Look through the records, and wherever the string "impl" turns up, copy out that line.

→ **Records excerpted from a collection**
^^^^^^^^
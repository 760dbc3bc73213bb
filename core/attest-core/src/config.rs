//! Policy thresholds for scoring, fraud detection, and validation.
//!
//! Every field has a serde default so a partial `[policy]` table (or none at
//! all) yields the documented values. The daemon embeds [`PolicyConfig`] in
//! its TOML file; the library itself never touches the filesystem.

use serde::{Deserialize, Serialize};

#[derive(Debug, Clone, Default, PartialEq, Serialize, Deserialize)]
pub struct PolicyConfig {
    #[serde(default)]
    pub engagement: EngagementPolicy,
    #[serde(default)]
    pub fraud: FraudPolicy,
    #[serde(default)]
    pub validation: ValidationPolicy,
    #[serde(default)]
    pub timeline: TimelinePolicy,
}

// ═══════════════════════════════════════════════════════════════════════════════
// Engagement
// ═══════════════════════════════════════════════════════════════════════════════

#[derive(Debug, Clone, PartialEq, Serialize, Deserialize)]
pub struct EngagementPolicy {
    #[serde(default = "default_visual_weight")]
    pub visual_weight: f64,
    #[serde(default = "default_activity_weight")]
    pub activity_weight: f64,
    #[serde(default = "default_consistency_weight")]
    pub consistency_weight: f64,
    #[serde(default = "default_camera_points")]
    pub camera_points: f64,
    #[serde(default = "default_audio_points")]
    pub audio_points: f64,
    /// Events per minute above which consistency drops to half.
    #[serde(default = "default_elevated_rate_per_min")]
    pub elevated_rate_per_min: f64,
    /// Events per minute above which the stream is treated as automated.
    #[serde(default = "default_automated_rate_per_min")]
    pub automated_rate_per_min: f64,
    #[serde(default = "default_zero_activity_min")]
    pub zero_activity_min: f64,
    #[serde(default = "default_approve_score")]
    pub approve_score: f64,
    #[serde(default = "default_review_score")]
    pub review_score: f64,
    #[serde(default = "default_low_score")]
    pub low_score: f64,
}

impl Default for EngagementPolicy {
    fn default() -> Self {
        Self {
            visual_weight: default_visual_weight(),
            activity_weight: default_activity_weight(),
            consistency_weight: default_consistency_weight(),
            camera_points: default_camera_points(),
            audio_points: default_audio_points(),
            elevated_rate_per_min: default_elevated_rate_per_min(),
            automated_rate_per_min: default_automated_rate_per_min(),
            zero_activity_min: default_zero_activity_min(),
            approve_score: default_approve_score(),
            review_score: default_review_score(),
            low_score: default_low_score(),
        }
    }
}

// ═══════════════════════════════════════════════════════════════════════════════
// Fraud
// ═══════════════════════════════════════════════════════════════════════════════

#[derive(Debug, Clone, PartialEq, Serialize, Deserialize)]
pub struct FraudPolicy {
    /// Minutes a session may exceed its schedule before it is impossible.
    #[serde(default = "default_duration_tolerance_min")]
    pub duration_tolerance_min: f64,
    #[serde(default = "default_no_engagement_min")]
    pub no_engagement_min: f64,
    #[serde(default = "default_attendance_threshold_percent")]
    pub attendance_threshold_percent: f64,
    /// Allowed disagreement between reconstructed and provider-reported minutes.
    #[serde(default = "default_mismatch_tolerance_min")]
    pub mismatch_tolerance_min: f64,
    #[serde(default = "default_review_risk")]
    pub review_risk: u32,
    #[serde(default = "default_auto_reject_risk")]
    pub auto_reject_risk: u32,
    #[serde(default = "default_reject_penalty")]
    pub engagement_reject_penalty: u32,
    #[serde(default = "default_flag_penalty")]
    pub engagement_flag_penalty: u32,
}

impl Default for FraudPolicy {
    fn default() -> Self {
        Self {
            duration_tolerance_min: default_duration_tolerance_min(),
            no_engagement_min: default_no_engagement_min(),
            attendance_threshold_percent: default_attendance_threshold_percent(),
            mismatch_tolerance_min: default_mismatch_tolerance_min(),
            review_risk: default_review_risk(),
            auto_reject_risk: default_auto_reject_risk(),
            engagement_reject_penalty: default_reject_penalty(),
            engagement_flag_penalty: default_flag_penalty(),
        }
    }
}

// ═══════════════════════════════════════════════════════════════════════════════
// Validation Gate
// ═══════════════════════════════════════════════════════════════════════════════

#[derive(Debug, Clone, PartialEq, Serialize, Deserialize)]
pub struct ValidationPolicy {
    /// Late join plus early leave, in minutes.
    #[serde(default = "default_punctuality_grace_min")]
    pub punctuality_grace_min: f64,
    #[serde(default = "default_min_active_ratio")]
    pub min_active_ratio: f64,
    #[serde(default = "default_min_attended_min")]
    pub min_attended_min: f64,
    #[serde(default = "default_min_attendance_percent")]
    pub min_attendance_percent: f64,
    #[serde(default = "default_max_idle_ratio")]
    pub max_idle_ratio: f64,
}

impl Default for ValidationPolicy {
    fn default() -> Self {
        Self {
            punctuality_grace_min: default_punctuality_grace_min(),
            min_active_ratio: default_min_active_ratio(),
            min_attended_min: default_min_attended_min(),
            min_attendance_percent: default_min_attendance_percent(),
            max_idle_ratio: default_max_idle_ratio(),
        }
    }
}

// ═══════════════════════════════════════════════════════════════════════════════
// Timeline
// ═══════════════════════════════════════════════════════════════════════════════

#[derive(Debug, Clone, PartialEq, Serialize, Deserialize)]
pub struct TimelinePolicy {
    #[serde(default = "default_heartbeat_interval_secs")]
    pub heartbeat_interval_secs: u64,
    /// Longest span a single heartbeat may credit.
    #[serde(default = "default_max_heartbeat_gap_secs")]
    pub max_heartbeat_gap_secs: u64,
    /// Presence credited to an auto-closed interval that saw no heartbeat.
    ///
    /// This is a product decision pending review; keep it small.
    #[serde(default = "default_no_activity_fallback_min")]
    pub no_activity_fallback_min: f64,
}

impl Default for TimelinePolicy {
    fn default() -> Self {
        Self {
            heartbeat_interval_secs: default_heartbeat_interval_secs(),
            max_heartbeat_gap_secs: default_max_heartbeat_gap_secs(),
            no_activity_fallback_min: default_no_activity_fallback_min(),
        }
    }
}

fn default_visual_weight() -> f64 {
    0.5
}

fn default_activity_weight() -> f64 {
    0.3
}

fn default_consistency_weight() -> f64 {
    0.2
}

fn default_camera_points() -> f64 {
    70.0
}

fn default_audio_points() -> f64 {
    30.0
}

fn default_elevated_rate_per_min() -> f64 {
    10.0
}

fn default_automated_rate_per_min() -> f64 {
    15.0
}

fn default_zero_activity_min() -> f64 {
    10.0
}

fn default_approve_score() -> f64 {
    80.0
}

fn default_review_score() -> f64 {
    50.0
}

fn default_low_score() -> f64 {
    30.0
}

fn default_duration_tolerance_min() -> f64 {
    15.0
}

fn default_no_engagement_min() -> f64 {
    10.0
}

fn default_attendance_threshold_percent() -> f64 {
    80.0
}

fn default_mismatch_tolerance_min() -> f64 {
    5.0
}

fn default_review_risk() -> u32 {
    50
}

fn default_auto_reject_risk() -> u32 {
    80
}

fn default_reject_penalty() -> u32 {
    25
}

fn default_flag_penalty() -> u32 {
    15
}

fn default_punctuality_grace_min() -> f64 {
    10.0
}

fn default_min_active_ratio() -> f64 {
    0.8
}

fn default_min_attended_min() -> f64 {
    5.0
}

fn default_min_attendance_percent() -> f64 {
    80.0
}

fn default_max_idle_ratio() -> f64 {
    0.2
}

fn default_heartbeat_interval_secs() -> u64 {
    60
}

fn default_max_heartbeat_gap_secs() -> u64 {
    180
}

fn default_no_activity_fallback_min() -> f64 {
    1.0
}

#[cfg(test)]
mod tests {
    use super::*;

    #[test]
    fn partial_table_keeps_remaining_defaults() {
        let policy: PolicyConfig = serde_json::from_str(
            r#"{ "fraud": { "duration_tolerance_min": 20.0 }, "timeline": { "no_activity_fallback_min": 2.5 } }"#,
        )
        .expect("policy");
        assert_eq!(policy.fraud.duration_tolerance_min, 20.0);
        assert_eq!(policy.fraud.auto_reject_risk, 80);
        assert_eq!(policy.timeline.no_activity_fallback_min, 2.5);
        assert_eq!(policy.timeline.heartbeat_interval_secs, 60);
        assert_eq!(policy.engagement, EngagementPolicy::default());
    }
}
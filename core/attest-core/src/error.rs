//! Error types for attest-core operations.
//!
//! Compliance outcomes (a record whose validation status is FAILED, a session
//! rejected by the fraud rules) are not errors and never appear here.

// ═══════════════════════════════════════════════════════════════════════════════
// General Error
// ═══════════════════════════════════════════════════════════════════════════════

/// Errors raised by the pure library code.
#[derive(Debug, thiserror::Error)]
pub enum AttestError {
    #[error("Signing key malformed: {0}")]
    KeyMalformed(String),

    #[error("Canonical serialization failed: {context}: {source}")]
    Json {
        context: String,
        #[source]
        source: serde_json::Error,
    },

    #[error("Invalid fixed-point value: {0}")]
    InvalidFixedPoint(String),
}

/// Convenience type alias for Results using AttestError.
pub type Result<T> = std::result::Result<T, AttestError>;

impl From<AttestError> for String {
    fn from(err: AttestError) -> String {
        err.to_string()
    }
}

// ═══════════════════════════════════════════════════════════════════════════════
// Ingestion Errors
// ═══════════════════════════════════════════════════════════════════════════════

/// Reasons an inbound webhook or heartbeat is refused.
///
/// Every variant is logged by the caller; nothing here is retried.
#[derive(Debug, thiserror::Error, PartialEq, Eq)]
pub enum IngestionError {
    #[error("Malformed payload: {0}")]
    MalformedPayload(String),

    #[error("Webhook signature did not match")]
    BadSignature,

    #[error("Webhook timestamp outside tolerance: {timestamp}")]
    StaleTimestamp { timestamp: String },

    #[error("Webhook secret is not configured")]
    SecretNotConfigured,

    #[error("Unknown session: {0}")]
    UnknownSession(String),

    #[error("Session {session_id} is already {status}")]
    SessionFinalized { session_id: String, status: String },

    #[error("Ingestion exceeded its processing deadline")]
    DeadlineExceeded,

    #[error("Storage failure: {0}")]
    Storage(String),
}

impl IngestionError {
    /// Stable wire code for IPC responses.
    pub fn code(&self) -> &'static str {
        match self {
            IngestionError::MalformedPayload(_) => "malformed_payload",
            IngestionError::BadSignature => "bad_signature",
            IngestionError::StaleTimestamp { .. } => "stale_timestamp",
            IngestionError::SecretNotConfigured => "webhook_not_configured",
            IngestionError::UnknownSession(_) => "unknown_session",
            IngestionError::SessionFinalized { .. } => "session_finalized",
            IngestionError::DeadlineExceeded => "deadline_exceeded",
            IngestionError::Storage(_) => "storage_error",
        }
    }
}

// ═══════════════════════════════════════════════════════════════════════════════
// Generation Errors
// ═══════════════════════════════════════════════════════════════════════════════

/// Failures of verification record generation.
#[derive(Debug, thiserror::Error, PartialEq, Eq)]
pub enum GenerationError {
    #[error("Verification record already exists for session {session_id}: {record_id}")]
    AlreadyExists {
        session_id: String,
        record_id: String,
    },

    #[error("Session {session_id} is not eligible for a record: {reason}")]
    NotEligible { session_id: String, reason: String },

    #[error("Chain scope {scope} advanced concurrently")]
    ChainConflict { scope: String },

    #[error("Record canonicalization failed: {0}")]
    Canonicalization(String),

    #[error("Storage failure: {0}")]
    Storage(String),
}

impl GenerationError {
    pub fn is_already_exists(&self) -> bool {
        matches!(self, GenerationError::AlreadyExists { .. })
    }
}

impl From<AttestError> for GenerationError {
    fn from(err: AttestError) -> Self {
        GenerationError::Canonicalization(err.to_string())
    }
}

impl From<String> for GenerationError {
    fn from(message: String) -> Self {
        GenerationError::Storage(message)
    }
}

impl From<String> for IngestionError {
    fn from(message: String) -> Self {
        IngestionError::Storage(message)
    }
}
^^^^^^^^
→ **Solution for this task**
impl Default for EngagementPolicy {
impl Default for FraudPolicy {
impl Default for ValidationPolicy {
impl Default for TimelinePolicy {
impl From<AttestError> for String {
impl IngestionError {
impl GenerationError {
impl From<AttestError> for GenerationError {
impl From<String> for GenerationError {
impl From<String> for IngestionError {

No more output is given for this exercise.